Most of us find Endurance Sports with some sort of goal in mind, whether it be to lose weight, have some fun, enjoy the outdoors, or to qualify for Kona or Boston. If your just starting in that journey, chances are you have a lot of questions on how to train. You may even not know the questions you are supposed to ask. There may be things you’re doing, or not doing, that can easily be changed for added success. If you want to improve, and take it to the next level, it’s time to ask yourself if there is low hanging fruit in your training! I’ve outlined five possible areas of low hanging fruit I sometimes find when people come to me for coaching. Do any of these things deserve a closer look for you? Grab these areas of low hanging fruit and step up your training!
1. Time/Consistency
I’m always surprised when I talk to new clients with big goals and they balk at how many days per week I want them to train, or they don’t want to start the training just yet. That works for people who want to have fun, and run a 5k every once in a while, but doing long course races and making meaningful improvements takes time and consistency. There are no short cuts. What a lot of people don’t realize is the need to build consistency before adding training load. It doesn’t do you any good to go from couch to high intensity track workouts in a week. That will almost always end up in injury. I always tell my clients “consistency / load / rest / race / rest / repeat” in that order! So take a look at your life and daily schedule. Align your goals with your time realistically. Shift things around where possible to find more time needed to stay consistent. I’ve been know to make home improvements that require less maintenance to find more time in my schedule. If you have the means, maybe hire someone to cut your lawn or clean your house to free up time. Find ways to train when the weather isn’t ideal. Remember to make the proper amount of time for consistency / load / rest / race / rest / repeat, that aligns with your goals. It will take you a long way in keeping you injury free and setting PR’s for your next race!
2. Nutrition
I can’t stress enough how important Nutrition is to Endurance Sports. Especially once you’ve already built a strong engine! The old saying “Garbage in Garbage out” applies here, because the majority of us can’t out train a bad diet. Some people are better blessed in this area with genetics, but deep into those long efforts nutrition still matters. So whether looking at nutrition for you means cleaning up your diet and losing some extra weight, or finding the best way to fuel your training and races for the best results, ask yourself some questions about your current nutrition. Be honest with yourself here! Because fooling yourself is not going to get you anywhere. If you don’t know enough about nutrition, ask someone to help you!
3. Form/Fit
Some things are really this simple, and it’s very difficult to judge for yourself if you’re doing something wrong. There’s no doubt getting help with your form can make a huge difference in swimming, but it can also make a difference in your running or cycling.
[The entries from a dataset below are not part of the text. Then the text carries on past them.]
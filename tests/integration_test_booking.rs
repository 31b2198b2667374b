mod common;

use axum::http::StatusCode;
use chrono::{DateTime, Utc};
use common::{parse_body, TestApp};
use serde_json::json;

#[tokio::test]
async fn test_booking_writes_ledger_and_flips_class() {
    let app = TestApp::new().await;
    let instructor = app.create_instructor("Lena").await;
    let class = app.create_class(instructor["id"].as_i64().unwrap(), "Piano", "BEGINNER", 1).await;
    let class_id = class["id"].as_i64().unwrap();

    let before = Utc::now();
    let res = app
        .post_json(
            "/api/v1/bookings",
            &json!({
                "class_id": class_id,
                "student_name": "Sam Rivers",
                "student_email": "sam@mail.example",
                "student_phone": "+1 555 0199",
                "notes": "Prefers jazz pieces"
            }),
        )
        .await;
    let after = Utc::now();

    assert_eq!(res.status(), StatusCode::OK);
    let body = parse_body(res).await;

    assert_eq!(body["status"], "CONFIRMED");
    assert_eq!(body["class_id"], class_id);
    assert_eq!(body["student_name"], "Sam Rivers");
    assert_eq!(body["student_email"], "sam@mail.example");
    assert_eq!(body["student_phone"], "+1 555 0199");
    assert_eq!(body["notes"], "Prefers jazz pieces");

    let booked_at: DateTime<Utc> = body["booked_at"].as_str().unwrap().parse().unwrap();
    assert!(booked_at >= before && booked_at <= after);

    let class = parse_body(app.get(&format!("/api/v1/classes/{}", class_id)).await).await;
    assert_eq!(class["status"], "BOOKED");
}

#[tokio::test]
async fn test_booking_without_notes() {
    let app = TestApp::new().await;
    let instructor = app.create_instructor("Lena").await;
    let class = app.create_class(instructor["id"].as_i64().unwrap(), "Piano", "BEGINNER", 1).await;

    let body = parse_body(app.book_class(class["id"].as_i64().unwrap(), "Bob").await).await;
    assert!(body["notes"].is_null());
}

#[tokio::test]
async fn test_booking_unknown_class_is_rejected() {
    let app = TestApp::new().await;
    let res = app.book_class(999, "Sam").await;
    assert_eq!(res.status(), StatusCode::CONFLICT);

    let bookings = parse_body(app.get("/api/v1/bookings").await).await;
    assert_eq!(bookings.as_array().unwrap().len(), 0);
}

#[tokio::test]
async fn test_booking_rejected_for_every_ineligible_status() {
    let app = TestApp::new().await;
    let instructor = app.create_instructor("Lena").await;
    let id = instructor["id"].as_i64().unwrap();

    for status in ["BOOKED", "CANCELLED", "COMPLETED"] {
        let class = app.create_class(id, "Piano", "BEGINNER", 1).await;
        let class = app.set_class_status(&class, status).await;

        let res = app.book_class(class["id"].as_i64().unwrap(), "Sam").await;
        assert_eq!(res.status(), StatusCode::CONFLICT, "status {} should not be bookable", status);
    }

    let bookings = parse_body(app.get("/api/v1/bookings").await).await;
    assert_eq!(bookings.as_array().unwrap().len(), 0);
}

#[tokio::test]
async fn test_booking_past_class_is_rejected() {
    let app = TestApp::new().await;
    let instructor = app.create_instructor("Lena").await;
    let past = app.create_class(instructor["id"].as_i64().unwrap(), "Piano", "BEGINNER", -1).await;

    let res = app.book_class(past["id"].as_i64().unwrap(), "Sam").await;
    assert_eq!(res.status(), StatusCode::CONFLICT);

    // Nothing written, class untouched.
    let class = parse_body(app.get(&format!("/api/v1/classes/{}", past["id"].as_i64().unwrap())).await).await;
    assert_eq!(class["status"], "AVAILABLE");
    assert!(class["booking"].is_null());
}

#[tokio::test]
async fn test_cancel_reopens_class() {
    let app = TestApp::new().await;
    let instructor = app.create_instructor("Lena").await;
    let class = app.create_class(instructor["id"].as_i64().unwrap(), "Piano", "BEGINNER", 1).await;
    let class_id = class["id"].as_i64().unwrap();

    let booking = parse_body(app.book_class(class_id, "Sam").await).await;
    let booking_id = booking["id"].as_i64().unwrap();

    let res = app.post_json(&format!("/api/v1/bookings/{}/cancel", booking_id), &json!({})).await;
    assert_eq!(res.status(), StatusCode::OK);

    let booking = parse_body(app.get(&format!("/api/v1/bookings/{}", booking_id)).await).await;
    assert_eq!(booking["status"], "CANCELLED");

    let class = parse_body(app.get(&format!("/api/v1/classes/{}", class_id)).await).await;
    assert_eq!(class["status"], "AVAILABLE");
}

#[tokio::test]
async fn test_cancel_unknown_booking_is_silent() {
    let app = TestApp::new().await;
    let instructor = app.create_instructor("Lena").await;
    let class = app.create_class(instructor["id"].as_i64().unwrap(), "Piano", "BEGINNER", 1).await;
    app.book_class(class["id"].as_i64().unwrap(), "Sam").await;

    let res = app.post_json("/api/v1/bookings/555555/cancel", &json!({})).await;
    assert_eq!(res.status(), StatusCode::OK);

    // The existing booking and its class are untouched.
    let bookings = parse_body(app.get("/api/v1/bookings").await).await;
    assert_eq!(bookings[0]["status"], "CONFIRMED");
    let class = parse_body(app.get(&format!("/api/v1/classes/{}", class["id"].as_i64().unwrap())).await).await;
    assert_eq!(class["status"], "BOOKED");
}

#[tokio::test]
async fn test_get_booking_expands_class_and_instructor() {
    let app = TestApp::new().await;
    let instructor = app.create_instructor("Lena").await;
    let class = app.create_class(instructor["id"].as_i64().unwrap(), "Piano", "BEGINNER", 1).await;

    let booking = parse_body(app.book_class(class["id"].as_i64().unwrap(), "Sam").await).await;
    let body = parse_body(app.get(&format!("/api/v1/bookings/{}", booking["id"].as_i64().unwrap())).await).await;

    assert_eq!(body["class"]["instrument"], "Piano");
    assert_eq!(body["class"]["status"], "BOOKED");
    assert_eq!(body["instructor"]["name"], "Lena");
}

#[tokio::test]
async fn test_get_unknown_booking_is_404() {
    let app = TestApp::new().await;
    let res = app.get("/api/v1/bookings/999").await;
    assert_eq!(res.status(), StatusCode::NOT_FOUND);
}

#[tokio::test]
async fn test_bookings_by_instructor_most_recent_first() {
    let app = TestApp::new().await;
    let lena = app.create_instructor("Lena").await;
    let marc = app.create_instructor("Marc").await;
    let lena_id = lena["id"].as_i64().unwrap();

    let c1 = app.create_class(lena_id, "Piano", "BEGINNER", 1).await;
    let c2 = app.create_class(lena_id, "Guitar", "BEGINNER", 2).await;
    let other = app.create_class(marc["id"].as_i64().unwrap(), "Drums", "BEGINNER", 1).await;

    let first = parse_body(app.book_class(c1["id"].as_i64().unwrap(), "Ana").await).await;
    tokio::time::sleep(std::time::Duration::from_millis(20)).await;
    let second = parse_body(app.book_class(c2["id"].as_i64().unwrap(), "Ben").await).await;
    app.book_class(other["id"].as_i64().unwrap(), "Caro").await;

    let body = parse_body(app.get(&format!("/api/v1/instructors/{}/bookings", lena_id)).await).await;
    let ids: Vec<i64> = body.as_array().unwrap().iter().map(|b| b["id"].as_i64().unwrap()).collect();
    assert_eq!(ids, vec![second["id"].as_i64().unwrap(), first["id"].as_i64().unwrap()]);

    assert_eq!(body[0]["instructor"]["name"], "Lena");
}

#[tokio::test]
async fn test_list_all_bookings_unfiltered() {
    let app = TestApp::new().await;
    let lena = app.create_instructor("Lena").await;
    let marc = app.create_instructor("Marc").await;

    let c1 = app.create_class(lena["id"].as_i64().unwrap(), "Piano", "BEGINNER", 1).await;
    let c2 = app.create_class(marc["id"].as_i64().unwrap(), "Drums", "BEGINNER", 1).await;
    app.book_class(c1["id"].as_i64().unwrap(), "Ana").await;
    app.book_class(c2["id"].as_i64().unwrap(), "Ben").await;

    let body = parse_body(app.get("/api/v1/bookings").await).await;
    assert_eq!(body.as_array().unwrap().len(), 2);
}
Take a good look at your running mechanics and bike fit. Sometimes we focus so much at the pain and suffering to realize we don’t have a proper forward lean running, or we don’t realize we are breaking plane with our knees while we pedal the bike. Get someone to help you look at these things and work on them. They may help you avoid an injury, or even add a bit of power to your pedal stroke. Either way, it’s an easy mechanical change you can make to help you keep training more and go faster!
4. Injury prevention
This relates back to 1 and 3. However, it’s worth talking about a little more in depth. Staying injury free increases the time you have to train and race. So in addition to keeping your form and fit in check and following the consistency / load / rest / race / rest / repeat mantra to stay in the game with your training, here are some other things you should make a part of your training to keep you going and add to your success.
-strength training
-foam rolling and/or yoga
-proper warm ups and cool downs
-proper rest
-keeping up with maintenance of prior injuries
Keep yourself in the game and able to train! Pay attention to keeping yourself injury free!
5. Long Term Progression
This is an area a lot of people don’t understand, and it’s difficult to have a broad enough outlook to do this on your own. A lot of people hire a coach for this reason. Especially, if you have multiple races per year, it can be difficult to know when the best time is to add in the hill or speed workouts or know what distances need to be built to at what point in the plan for the next race. Doing these things successfully can really make a difference though. If your not ready for the hills on your next race, or your not fully rested for your most important race, it can create havoc for you physically and mentally. Getting these things right will make a big difference to your success. So take some time at the beginning of the year to do this, or hire a coach to do it for you!
Do any of these areas deserve special attention for you? Take hold of the low hanging fruit in your training. Make positive changes to your training and have more success!